How splendid it is to come to the morning and realize that the nightly aches and pains that moved through the body with such creative selection of bone and tissue have greatly diminished. (For a time, I became convinced that several of my teeth were dying because of the throbbing in the jaw). I tell myself, “Remember, oh you must remember now that these things will come to an end” because I still have the sixth round of chemotherapy with its attendant havoc to the body ahead of me. Even as I write these words, countless gallons of the chemicals discovered and created to help defer cancer’s dying are being infused and injected into grateful persons because they are the only known route to healing and remission. These same chemicals carry in them toxicity that is strong enough to put nurses behind huge aprons and into large rubber gloves, and the contents in turn can take out hair, give face spots, cause nausea or have innumerable other side effects. The bottom line that brings us all to “do what we have to do” is the grand possibility of life resumed, or life extended. How thankful we are for that!
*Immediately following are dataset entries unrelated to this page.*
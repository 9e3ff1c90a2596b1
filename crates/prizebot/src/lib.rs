//! prizebot - Telegram front end for prizecore
//!
//! - `cli`: command line interface
//! - `actions`: reply decisions for each command and button, Telegram-free
//! - `maintenance`: seed, teasers and stats subcommands
//! - `scheduler`: periodic broadcast task
//! - `telegram`: bot setup, teaser delivery and the dispatcher handler tree

pub mod actions;
pub mod cli;
pub mod maintenance;
pub mod scheduler;
pub mod telegram;

//! Bot initialization and command definitions

use reqwest::ClientBuilder;
use teloxide::prelude::*;
use teloxide::types::BotCommand;
use teloxide::utils::command::BotCommands;

use prizecore::config;

/// Bot commands enum with descriptions
#[derive(BotCommands, Clone, Debug, PartialEq, Eq)]
#[command(rename_rule = "snake_case", description = "Available commands:")]
pub enum Command {
    #[command(description = "register and start receiving prizes")]
    Start,
    #[command(description = "show your prize collection")]
    GetMyScore,
    #[command(description = "show this help")]
    Help,
}

/// Creates a Bot instance with custom or default API URL
///
/// The token comes from BOT_TOKEN (or TELOXIDE_TOKEN).
pub fn create_bot() -> anyhow::Result<Bot> {
    if config::BOT_TOKEN.is_empty() {
        return Err(anyhow::anyhow!("BOT_TOKEN environment variable not set"));
    }

    let client = ClientBuilder::new().timeout(config::network::timeout()).build()?;
    let bot = Bot::with_client(config::BOT_TOKEN.as_str(), client);

    let bot = match config::BOT_API_URL.as_deref() {
        Some(bot_api_url) => {
            log::info!("Using custom Bot API URL: {}", bot_api_url);
            let url = url::Url::parse(bot_api_url).map_err(|e| anyhow::anyhow!("Invalid BOT_API_URL: {}", e))?;
            bot.set_api_url(url)
        }
        None => bot,
    };

    Ok(bot)
}

/// Command list shown in the Telegram UI
pub fn bot_commands() -> Vec<BotCommand> {
    vec![
        BotCommand::new("start", "register and start receiving prizes"),
        BotCommand::new("get_my_score", "show your prize collection"),
        BotCommand::new("help", "show this help"),
    ]
}

/// Sets up bot commands in Telegram UI
pub async fn setup_bot_commands(bot: &Bot) -> Result<(), teloxide::RequestError> {
    bot.set_my_commands(bot_commands()).await?;
    Ok(())
}

#[cfg(test)]
mod tests {
    use super::*;
    use pretty_assertions::assert_eq;

    #[test]
    fn score_command_uses_snake_case() {
        let cmd = Command::parse("/get_my_score", "prizebot").unwrap();
        assert_eq!(cmd, Command::GetMyScore);
        assert_eq!(Command::parse("/start", "prizebot").unwrap(), Command::Start);
    }

    #[test]
    fn unknown_command_is_rejected() {
        assert!(Command::parse("/getmyscore", "prizebot").is_err());
    }

    #[test]
    fn descriptions_list_every_command() {
        let text = Command::descriptions().to_string();
        assert!(text.contains("Available commands"));
        for name in ["/start", "/get_my_score", "/help"] {
            assert!(text.contains(name), "{name} missing from help");
        }
    }

    #[test]
    fn ui_commands_parse_back_into_enum() {
        let parsed: Vec<Command> = bot_commands()
            .into_iter()
            .map(|c| Command::parse(&format!("/{}", c.command), "prizebot").unwrap())
            .collect();
        assert_eq!(parsed, vec![Command::Start, Command::GetMyScore, Command::Help]);
    }
}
Sanctuary is moving away from the new bright colors of spring into dark greens and the rich hues of reproduction. Now there is honeysuckle in the woods, with chokecherries, flea bane, elderberries and wild roses blooming along the paths and on the edges of the wetlands. When Alphie and I walked shortly after dawn, the new sunlight was coming through the cream colored bloomstalks on the head-high grasses that line the path on the west side of the forty acres. It brought to mind the patterns in fine laces and embroideries seen on elegant clothing. Perhaps it all began in some meadow long ago when someone figured out how to use needle and thread to transfer the innate beauty of the humble grass’s offerings into the finest decorations and adornments still cherished today.